I know that there are a million reasons right now for my stress and anxiety. And I know that I am always having to find the line of where my capacity is on any given day. And often, I only find it by stepping over it. The things that were working before aren’t enough right now.

Maybe that’s because so freaking much is going on. I created this website and launched this blog and this has been a huge step for me. And I have been doing more work. And my medication for anxiety has led to significant weight gain, and I have had to change how I eat. And the kids have been home for school holidays. My husband’s work schedule has been constantly changing with little notice so I feel like I am always adapting. I started a new medication (Prometrium for progesterone during the second half of my cycle). And I am really scared of taking new medications. My daughter had her first sleepover at a friend’s house. There’s been the Omicron covid outbreak to contend with. My youngest got diagnosed as autistic with ADHD and we had to tell her and support her through that. Her sleep has been awful so I’ve been doing extra settling with her at bedtime and in the middle of the night. We got a date for her dental surgery and I am really worried about her going under anesthesia. And getting the kids ready to go back to school has meant extra contact with school personnel and psychologists. And then there are all of the school emails I’ve received over the last week about covid rules, and RATs, and already today (day 2 of the school year), I got an email saying my daughter’s primary year group had a positive case and we need to watch for symptoms. And that sets me off wondering if I am going to get those kinds of emails multiple times a week. And I just don’t want to hear about it, read about it or deal with it anymore. And that’s just some of the many things piling up on me right now.

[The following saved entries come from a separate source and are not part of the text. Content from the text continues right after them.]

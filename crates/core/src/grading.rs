//! Weighted grade averages and grading-period helpers.
//!
//! Scores are on the French 0–20 scale. A subject average weights each
//! grade by its own coefficient; the general average weights each subject
//! average by the subject coefficient.

use std::collections::{BTreeMap, HashMap};
use std::sync::LazyLock;

use regex::Regex;
use serde::Serialize;

use crate::error::CoreError;
use crate::types::DbId;

/// Coefficient applied when none is given.
pub const DEFAULT_COEFFICIENT: f64 = 1.0;

static PERIOD_RE: LazyLock<Regex> =
    LazyLock::new(|| Regex::new(r"^[A-Za-z0-9_-]{1,16}$").expect("period regex is valid"));

/// A validated grade as it enters the average computation.
#[derive(Debug, Clone, Copy, PartialEq)]
pub struct WeightedGrade {
    pub matiere_id: DbId,
    pub score: f64,
    pub coefficient: f64,
}

/// Average of one subject for one student and period.
#[derive(Debug, Clone, PartialEq, Serialize)]
pub struct SubjectAverage {
    pub matiere_id: DbId,
    /// Rounded to two decimals.
    pub average: f64,
    /// Subject coefficient used for the general average.
    pub coefficient: f64,
    pub grade_count: usize,
    #[serde(skip)]
    raw_average: f64,
}

/// `Σ(value × weight) / Σ(weight)`, or `None` when the weights sum to zero.
pub fn weighted_average<I>(pairs: I) -> Option<f64>
where
    I: IntoIterator<Item = (f64, f64)>,
{
    let (sum, weights) = pairs
        .into_iter()
        .fold((0.0, 0.0), |(s, w), (value, weight)| (s + value * weight, w + weight));
    if weights > 0.0 {
        Some(sum / weights)
    } else {
        None
    }
}

/// Group grades by subject and compute each subject's weighted average.
///
/// Subjects are returned in ascending id order. A subject missing from
/// `subject_coefficients` gets [`DEFAULT_COEFFICIENT`].
pub fn subject_averages(
    grades: &[WeightedGrade],
    subject_coefficients: &HashMap<DbId, f64>,
) -> Vec<SubjectAverage> {
    let mut by_subject: BTreeMap<DbId, Vec<(f64, f64)>> = BTreeMap::new();
    for g in grades {
        by_subject
            .entry(g.matiere_id)
            .or_default()
            .push((g.score, g.coefficient));
    }

    by_subject
        .into_iter()
        .filter_map(|(matiere_id, pairs)| {
            let grade_count = pairs.len();
            weighted_average(pairs).map(|raw| SubjectAverage {
                matiere_id,
                average: round2(raw),
                coefficient: subject_coefficients
                    .get(&matiere_id)
                    .copied()
                    .unwrap_or(DEFAULT_COEFFICIENT),
                grade_count,
                raw_average: raw,
            })
        })
        .collect()
}

/// Coefficient-weighted mean of subject averages, rounded to two decimals.
pub fn general_average(subjects: &[SubjectAverage]) -> Option<f64> {
    weighted_average(subjects.iter().map(|s| (s.raw_average, s.coefficient))).map(round2)
}

pub fn round2(value: f64) -> f64 {
    (value * 100.0).round() / 100.0
}

/// Validate a grading period label such as `T1` or `S2`.
pub fn validate_period(period: &str) -> Result<(), CoreError> {
    if PERIOD_RE.is_match(period) {
        Ok(())
    } else {
        Err(CoreError::Validation(format!(
            "Invalid period '{period}'. Expected 1-16 letters, digits, '-' or '_'"
        )))
    }
}
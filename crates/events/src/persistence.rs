//! Durable usage-event persistence.
//!
//! [`EventPersistence`] subscribes to the [`EventBus`](crate::bus::EventBus)
//! and writes every received [`UsageEvent`] to `analytics_events`. It runs
//! as a long-lived background task and returns when the bus is dropped.

use tokio::sync::broadcast;
use educ_core::types::DbId;
use educ_db::repositories::AnalyticsEventRepo;
use educ_db::DbPool;

use crate::bus::UsageEvent;

pub struct EventPersistence;

impl EventPersistence {
    /// Run the persistence loop until the channel closes.
    ///
    /// Write failures and lag are logged; neither stops the loop.
    pub async fn run(pool: DbPool, mut receiver: broadcast::Receiver<UsageEvent>) {
        loop {
            match receiver.recv().await {
                Ok(event) => {
                    if let Err(e) = Self::persist(&pool, &event).await {
                        tracing::error!(
                            error = %e,
                            event_type = %event.event_type,
                            "Failed to persist usage event"
                        );
                    }
                }
                Err(broadcast::error::RecvError::Lagged(n)) => {
                    tracing::warn!(skipped = n, "Usage event persistence lagged");
                }
                Err(broadcast::error::RecvError::Closed) => {
                    tracing::info!("Event bus closed, persistence shutting down");
                    break;
                }
            }
        }
    }

    async fn persist(pool: &DbPool, event: &UsageEvent) -> Result<DbId, sqlx::Error> {
        AnalyticsEventRepo::insert(
            pool,
            &event.event_type,
            event.actor_id,
            event.etablissement_id,
            &event.payload,
            event.timestamp,
        )
        .await
    }
}
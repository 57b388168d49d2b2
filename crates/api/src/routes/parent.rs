use axum::extract::DefaultBodyLimit;
use axum::routing::{get, post};
use axum::Router;

use super::attendance::JUSTIFICATION_BODY_LIMIT;
use crate::handlers::parent;
use crate::state::AppState;

/// Parent routes; every handler requires the `PARENT` role.
///
/// ```text
/// POST /parent-dashboard         -> dashboard
/// POST /parent-justify-absence   -> justify_absence (multipart)
/// GET  /parent-list-children     -> list_children
/// ```
pub fn router() -> Router<AppState> {
    Router::new()
        .route("/parent-dashboard", post(parent::dashboard))
        .route(
            "/parent-justify-absence",
            post(parent::justify_absence).layer(DefaultBodyLimit::max(JUSTIFICATION_BODY_LIMIT)),
        )
        .route("/parent-list-children", get(parent::list_children))
}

But those are just the daily life things. I know that underneath all of this anxiety is trauma. And I know that there are some really difficult topics underneath this anxiety. As I type this, as I know what is going to come up – my stomach goes into a knot, and does a flip, and my chest tightens (things I would not have noticed a year ago before getting help). So when I said that anxiety is shifting my focus to all of those things on the long list above (which are legitimately stress-inducing) and away from the things that are buried deep. The things that the vulnerable part of me wants to be protected from, and would like to avoid. But the part of me that has seen healing already happen – this part of me knows that it’s time to address these deep wounds.

And while I could go into the emotions underneath the anxiety by myself for a little while there, I need more help with that again. The good thing is that I finally have a good support team. They’ve taught me how to take better care of myself, and to have compassion for myself. And part of that compassion is knowing that I can ask for help when I can’t do it on my own anymore. And it’s taken a long time to find people I trust, and who know how to help. And it’s taken a long time to admit that I need people to help me. Because right now when I say to myself ‘What’s underneath this anxiety’? the answer comes back that there are traumas that need to be addressed, and I don’t want to address them alone.